SOURCE DATA Block Start

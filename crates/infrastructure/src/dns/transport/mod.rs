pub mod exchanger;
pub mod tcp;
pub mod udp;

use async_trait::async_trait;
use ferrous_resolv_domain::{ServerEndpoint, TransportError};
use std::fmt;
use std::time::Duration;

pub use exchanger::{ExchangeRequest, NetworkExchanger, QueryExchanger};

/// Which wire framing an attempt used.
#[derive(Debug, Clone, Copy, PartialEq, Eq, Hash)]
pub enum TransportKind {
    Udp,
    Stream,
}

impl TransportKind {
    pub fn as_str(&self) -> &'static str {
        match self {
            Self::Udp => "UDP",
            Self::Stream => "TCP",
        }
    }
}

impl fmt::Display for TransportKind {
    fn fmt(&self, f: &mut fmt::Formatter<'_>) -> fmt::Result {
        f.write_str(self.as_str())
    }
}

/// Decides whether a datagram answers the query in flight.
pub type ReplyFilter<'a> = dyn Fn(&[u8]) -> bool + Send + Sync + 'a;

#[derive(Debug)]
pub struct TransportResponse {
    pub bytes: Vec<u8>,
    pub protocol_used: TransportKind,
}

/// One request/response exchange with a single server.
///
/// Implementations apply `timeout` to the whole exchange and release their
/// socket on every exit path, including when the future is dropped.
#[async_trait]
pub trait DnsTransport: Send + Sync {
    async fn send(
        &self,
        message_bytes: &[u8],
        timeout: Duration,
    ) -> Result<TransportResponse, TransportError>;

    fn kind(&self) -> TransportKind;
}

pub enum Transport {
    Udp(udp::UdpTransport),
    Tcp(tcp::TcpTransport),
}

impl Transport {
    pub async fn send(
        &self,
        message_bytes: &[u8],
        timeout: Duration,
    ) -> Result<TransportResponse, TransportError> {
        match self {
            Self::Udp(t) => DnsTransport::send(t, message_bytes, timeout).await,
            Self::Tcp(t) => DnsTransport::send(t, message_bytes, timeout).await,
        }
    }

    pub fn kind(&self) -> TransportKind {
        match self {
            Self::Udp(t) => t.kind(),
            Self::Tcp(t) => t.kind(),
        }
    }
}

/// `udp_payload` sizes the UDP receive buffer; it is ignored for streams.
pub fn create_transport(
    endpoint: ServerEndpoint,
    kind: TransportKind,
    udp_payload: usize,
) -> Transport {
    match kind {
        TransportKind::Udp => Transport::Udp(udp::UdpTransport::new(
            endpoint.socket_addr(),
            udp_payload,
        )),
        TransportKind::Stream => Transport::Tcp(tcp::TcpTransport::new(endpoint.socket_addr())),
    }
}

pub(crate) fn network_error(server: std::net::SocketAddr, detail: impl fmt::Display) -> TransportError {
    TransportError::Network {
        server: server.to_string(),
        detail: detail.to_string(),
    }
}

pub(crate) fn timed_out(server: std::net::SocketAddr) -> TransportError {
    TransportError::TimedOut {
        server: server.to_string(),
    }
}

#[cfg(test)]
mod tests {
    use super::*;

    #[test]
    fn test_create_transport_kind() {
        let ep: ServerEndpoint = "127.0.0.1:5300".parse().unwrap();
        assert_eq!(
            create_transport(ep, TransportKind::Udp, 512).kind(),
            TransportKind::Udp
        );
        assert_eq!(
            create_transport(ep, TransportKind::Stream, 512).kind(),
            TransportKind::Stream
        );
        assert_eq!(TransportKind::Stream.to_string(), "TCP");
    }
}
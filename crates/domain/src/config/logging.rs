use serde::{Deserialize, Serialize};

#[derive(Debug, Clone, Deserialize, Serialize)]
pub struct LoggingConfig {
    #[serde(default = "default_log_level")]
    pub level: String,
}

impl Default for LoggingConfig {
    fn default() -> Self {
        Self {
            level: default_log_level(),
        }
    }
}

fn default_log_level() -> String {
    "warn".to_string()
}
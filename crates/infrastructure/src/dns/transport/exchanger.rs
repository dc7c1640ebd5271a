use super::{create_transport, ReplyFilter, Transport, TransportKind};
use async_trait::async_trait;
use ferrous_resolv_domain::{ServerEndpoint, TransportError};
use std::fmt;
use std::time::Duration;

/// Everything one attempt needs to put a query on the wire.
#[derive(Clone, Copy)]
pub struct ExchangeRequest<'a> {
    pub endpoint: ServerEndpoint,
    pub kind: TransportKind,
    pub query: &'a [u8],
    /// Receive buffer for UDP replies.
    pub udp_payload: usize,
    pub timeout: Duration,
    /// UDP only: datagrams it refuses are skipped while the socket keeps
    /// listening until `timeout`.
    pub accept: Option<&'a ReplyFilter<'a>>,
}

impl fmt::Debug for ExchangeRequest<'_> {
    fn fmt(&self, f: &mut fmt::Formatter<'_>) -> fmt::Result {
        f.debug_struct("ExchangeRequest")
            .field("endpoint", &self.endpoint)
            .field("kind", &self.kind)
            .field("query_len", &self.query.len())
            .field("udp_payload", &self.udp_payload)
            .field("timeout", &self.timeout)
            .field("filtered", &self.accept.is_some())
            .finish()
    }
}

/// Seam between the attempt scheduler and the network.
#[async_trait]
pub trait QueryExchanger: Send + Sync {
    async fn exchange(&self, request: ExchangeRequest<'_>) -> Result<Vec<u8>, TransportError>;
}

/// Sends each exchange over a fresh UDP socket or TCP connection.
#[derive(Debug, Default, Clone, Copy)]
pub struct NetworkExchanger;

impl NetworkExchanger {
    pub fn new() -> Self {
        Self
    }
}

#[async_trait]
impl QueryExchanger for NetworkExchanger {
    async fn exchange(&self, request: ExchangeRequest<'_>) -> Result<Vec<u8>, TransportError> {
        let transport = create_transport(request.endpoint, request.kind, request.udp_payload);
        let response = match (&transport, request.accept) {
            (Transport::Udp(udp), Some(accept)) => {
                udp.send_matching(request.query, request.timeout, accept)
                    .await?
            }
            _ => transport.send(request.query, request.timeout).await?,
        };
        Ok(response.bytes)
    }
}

SOURCE DATA Block End

### EXERCISE GOAL
Search the records above for the string "Serialize" and copy each line that holds it.

### TASK SOLUTION
use serde::{Deserialize, Serialize};
#[derive(Debug, Clone, Deserialize, Serialize)]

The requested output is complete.